(TASK)
Provide the entries once more, identical in every word.

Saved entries

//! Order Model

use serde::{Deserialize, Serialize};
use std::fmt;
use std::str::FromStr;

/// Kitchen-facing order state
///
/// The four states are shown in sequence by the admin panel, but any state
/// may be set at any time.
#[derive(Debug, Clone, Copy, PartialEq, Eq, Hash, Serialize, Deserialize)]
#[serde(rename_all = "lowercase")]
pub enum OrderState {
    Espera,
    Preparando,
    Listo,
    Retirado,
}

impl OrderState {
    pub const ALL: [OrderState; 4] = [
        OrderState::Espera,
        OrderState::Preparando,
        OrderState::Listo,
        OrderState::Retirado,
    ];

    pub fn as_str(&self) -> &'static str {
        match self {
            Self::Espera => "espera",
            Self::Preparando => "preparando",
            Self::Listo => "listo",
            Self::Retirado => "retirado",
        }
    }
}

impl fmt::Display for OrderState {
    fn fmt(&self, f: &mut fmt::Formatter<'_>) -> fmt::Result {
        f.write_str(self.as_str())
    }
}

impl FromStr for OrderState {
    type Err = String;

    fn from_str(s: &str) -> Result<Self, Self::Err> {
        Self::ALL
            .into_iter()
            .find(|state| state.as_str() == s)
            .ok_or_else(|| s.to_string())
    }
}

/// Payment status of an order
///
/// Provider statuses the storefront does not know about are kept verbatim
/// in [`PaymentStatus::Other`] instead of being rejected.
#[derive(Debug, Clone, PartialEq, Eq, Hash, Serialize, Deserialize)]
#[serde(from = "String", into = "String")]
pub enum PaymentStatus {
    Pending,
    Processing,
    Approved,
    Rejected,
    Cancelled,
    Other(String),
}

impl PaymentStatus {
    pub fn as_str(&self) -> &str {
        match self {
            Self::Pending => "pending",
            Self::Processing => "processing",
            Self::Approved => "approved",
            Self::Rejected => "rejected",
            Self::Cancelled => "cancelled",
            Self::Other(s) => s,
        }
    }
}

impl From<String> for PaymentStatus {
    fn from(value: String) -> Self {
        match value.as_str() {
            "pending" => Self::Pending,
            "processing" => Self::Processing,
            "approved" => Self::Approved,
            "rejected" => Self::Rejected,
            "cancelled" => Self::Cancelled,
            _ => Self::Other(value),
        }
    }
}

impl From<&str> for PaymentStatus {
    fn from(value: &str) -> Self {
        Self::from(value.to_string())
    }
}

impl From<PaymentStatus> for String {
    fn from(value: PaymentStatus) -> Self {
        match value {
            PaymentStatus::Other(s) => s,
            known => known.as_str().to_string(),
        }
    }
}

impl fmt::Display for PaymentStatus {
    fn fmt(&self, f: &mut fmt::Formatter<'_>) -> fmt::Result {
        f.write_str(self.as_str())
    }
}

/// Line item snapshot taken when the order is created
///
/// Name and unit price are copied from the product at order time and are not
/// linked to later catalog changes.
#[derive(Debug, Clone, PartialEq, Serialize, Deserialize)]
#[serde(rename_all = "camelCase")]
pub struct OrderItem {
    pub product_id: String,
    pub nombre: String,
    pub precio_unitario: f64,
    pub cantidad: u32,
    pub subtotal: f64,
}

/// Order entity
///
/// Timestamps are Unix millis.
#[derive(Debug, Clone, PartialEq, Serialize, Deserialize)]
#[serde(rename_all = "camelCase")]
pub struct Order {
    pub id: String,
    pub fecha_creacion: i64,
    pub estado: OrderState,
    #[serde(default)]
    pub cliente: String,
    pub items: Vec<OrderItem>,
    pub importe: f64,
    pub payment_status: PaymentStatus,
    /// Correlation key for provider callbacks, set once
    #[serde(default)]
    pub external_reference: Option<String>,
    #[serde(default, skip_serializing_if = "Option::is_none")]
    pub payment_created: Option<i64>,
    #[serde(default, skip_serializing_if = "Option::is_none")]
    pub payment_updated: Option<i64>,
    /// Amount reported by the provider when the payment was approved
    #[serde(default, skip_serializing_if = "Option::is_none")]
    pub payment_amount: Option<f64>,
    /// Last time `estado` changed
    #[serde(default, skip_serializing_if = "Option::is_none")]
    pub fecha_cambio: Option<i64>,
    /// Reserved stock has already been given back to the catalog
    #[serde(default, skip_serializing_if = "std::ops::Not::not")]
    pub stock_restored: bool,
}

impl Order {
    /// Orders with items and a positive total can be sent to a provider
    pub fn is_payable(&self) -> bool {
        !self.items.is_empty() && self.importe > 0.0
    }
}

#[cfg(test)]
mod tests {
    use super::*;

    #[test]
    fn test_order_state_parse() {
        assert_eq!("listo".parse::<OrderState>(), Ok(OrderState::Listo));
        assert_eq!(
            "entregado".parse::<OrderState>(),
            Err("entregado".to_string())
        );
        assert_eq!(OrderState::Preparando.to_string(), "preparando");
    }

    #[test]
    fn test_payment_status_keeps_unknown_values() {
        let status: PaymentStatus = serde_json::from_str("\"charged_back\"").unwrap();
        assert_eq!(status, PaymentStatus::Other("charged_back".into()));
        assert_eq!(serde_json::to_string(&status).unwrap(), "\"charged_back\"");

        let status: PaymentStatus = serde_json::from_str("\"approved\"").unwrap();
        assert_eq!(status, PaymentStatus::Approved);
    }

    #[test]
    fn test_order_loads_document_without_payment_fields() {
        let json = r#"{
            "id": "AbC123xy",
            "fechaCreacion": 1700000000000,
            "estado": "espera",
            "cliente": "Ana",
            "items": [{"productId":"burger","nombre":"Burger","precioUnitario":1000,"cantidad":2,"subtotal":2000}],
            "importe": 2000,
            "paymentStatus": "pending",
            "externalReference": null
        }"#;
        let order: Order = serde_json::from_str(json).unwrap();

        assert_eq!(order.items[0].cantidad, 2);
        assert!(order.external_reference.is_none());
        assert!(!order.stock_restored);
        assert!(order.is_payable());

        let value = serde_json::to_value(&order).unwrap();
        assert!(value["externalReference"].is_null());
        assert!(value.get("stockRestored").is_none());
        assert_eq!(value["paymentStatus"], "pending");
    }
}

(RESPONSE TO THIS EXERCISE)
//! Order Model

use serde::{Deserialize, Serialize};
use std::fmt;
use std::str::FromStr;

/// Kitchen-facing order state
///
/// The four states are shown in sequence by the admin panel, but any state
/// may be set at any time.
#[derive(Debug, Clone, Copy, PartialEq, Eq, Hash, Serialize, Deserialize)]
#[serde(rename_all = "lowercase")]
pub enum OrderState {
    Espera,
    Preparando,
    Listo,
    Retirado,
}

impl OrderState {
    pub const ALL: [OrderState; 4] = [
        OrderState::Espera,
        OrderState::Preparando,
        OrderState::Listo,
        OrderState::Retirado,
    ];

    pub fn as_str(&self) -> &'static str {
        match self {
            Self::Espera => "espera",
            Self::Preparando => "preparando",
            Self::Listo => "listo",
            Self::Retirado => "retirado",
        }
    }
}

impl fmt::Display for OrderState {
    fn fmt(&self, f: &mut fmt::Formatter<'_>) -> fmt::Result {
        f.write_str(self.as_str())
    }
}

impl FromStr for OrderState {
    type Err = String;

    fn from_str(s: &str) -> Result<Self, Self::Err> {
        Self::ALL
            .into_iter()
            .find(|state| state.as_str() == s)
            .ok_or_else(|| s.to_string())
    }
}

/// Payment status of an order
///
/// Provider statuses the storefront does not know about are kept verbatim
/// in [`PaymentStatus::Other`] instead of being rejected.
#[derive(Debug, Clone, PartialEq, Eq, Hash, Serialize, Deserialize)]
#[serde(from = "String", into = "String")]
pub enum PaymentStatus {
    Pending,
    Processing,
    Approved,
    Rejected,
    Cancelled,
    Other(String),
}

impl PaymentStatus {
    pub fn as_str(&self) -> &str {
        match self {
            Self::Pending => "pending",
            Self::Processing => "processing",
            Self::Approved => "approved",
            Self::Rejected => "rejected",
            Self::Cancelled => "cancelled",
            Self::Other(s) => s,
        }
    }
}

impl From<String> for PaymentStatus {
    fn from(value: String) -> Self {
        match value.as_str() {
            "pending" => Self::Pending,
            "processing" => Self::Processing,
            "approved" => Self::Approved,
            "rejected" => Self::Rejected,
            "cancelled" => Self::Cancelled,
            _ => Self::Other(value),
        }
    }
}

impl From<&str> for PaymentStatus {
    fn from(value: &str) -> Self {
        Self::from(value.to_string())
    }
}

impl From<PaymentStatus> for String {
    fn from(value: PaymentStatus) -> Self {
        match value {
            PaymentStatus::Other(s) => s,
            known => known.as_str().to_string(),
        }
    }
}

impl fmt::Display for PaymentStatus {
    fn fmt(&self, f: &mut fmt::Formatter<'_>) -> fmt::Result {
        f.write_str(self.as_str())
    }
}

/// Line item snapshot taken when the order is created
///
/// Name and unit price are copied from the product at order time and are not
/// linked to later catalog changes.
#[derive(Debug, Clone, PartialEq, Serialize, Deserialize)]
#[serde(rename_all = "camelCase")]
pub struct OrderItem {
    pub product_id: String,
    pub nombre: String,
    pub precio_unitario: f64,
    pub cantidad: u32,
    pub subtotal: f64,
}

/// Order entity
///
/// Timestamps are Unix millis.
#[derive(Debug, Clone, PartialEq, Serialize, Deserialize)]
#[serde(rename_all = "camelCase")]
pub struct Order {
    pub id: String,
    pub fecha_creacion: i64,
    pub estado: OrderState,
    #[serde(default)]
    pub cliente: String,
    pub items: Vec<OrderItem>,
    pub importe: f64,
    pub payment_status: PaymentStatus,
    /// Correlation key for provider callbacks, set once
    #[serde(default)]
    pub external_reference: Option<String>,
    #[serde(default, skip_serializing_if = "Option::is_none")]
    pub payment_created: Option<i64>,
    #[serde(default, skip_serializing_if = "Option::is_none")]
    pub payment_updated: Option<i64>,
    /// Amount reported by the provider when the payment was approved
    #[serde(default, skip_serializing_if = "Option::is_none")]
    pub payment_amount: Option<f64>,
    /// Last time `estado` changed
    #[serde(default, skip_serializing_if = "Option::is_none")]
    pub fecha_cambio: Option<i64>,
    /// Reserved stock has already been given back to the catalog
    #[serde(default, skip_serializing_if = "std::ops::Not::not")]
    pub stock_restored: bool,
}

impl Order {
    /// Orders with items and a positive total can be sent to a provider
    pub fn is_payable(&self) -> bool {
        !self.items.is_empty() && self.importe > 0.0
    }
}

#[cfg(test)]
mod tests {
    use super::*;

    #[test]
    fn test_order_state_parse() {
        assert_eq!("listo".parse::<OrderState>(), Ok(OrderState::Listo));
        assert_eq!(
            "entregado".parse::<OrderState>(),
            Err("entregado".to_string())
        );
        assert_eq!(OrderState::Preparando.to_string(), "preparando");
    }

    #[test]
    fn test_payment_status_keeps_unknown_values() {
        let status: PaymentStatus = serde_json::from_str("\"charged_back\"").unwrap();
        assert_eq!(status, PaymentStatus::Other("charged_back".into()));
        assert_eq!(serde_json::to_string(&status).unwrap(), "\"charged_back\"");

        let status: PaymentStatus = serde_json::from_str("\"approved\"").unwrap();
        assert_eq!(status, PaymentStatus::Approved);
    }

    #[test]
    fn test_order_loads_document_without_payment_fields() {
        let json = r#"{
            "id": "AbC123xy",
            "fechaCreacion": 1700000000000,
            "estado": "espera",
            "cliente": "Ana",
            "items": [{"productId":"burger","nombre":"Burger","precioUnitario":1000,"cantidad":2,"subtotal":2000}],
            "importe": 2000,
            "paymentStatus": "pending",
            "externalReference": null
        }"#;
        let order: Order = serde_json::from_str(json).unwrap();

        assert_eq!(order.items[0].cantidad, 2);
        assert!(order.external_reference.is_none());
        assert!(!order.stock_restored);
        assert!(order.is_payable());

        let value = serde_json::to_value(&order).unwrap();
        assert!(value["externalReference"].is_null());
        assert!(value.get("stockRestored").is_none());
        assert_eq!(value["paymentStatus"], "pending");
    }
}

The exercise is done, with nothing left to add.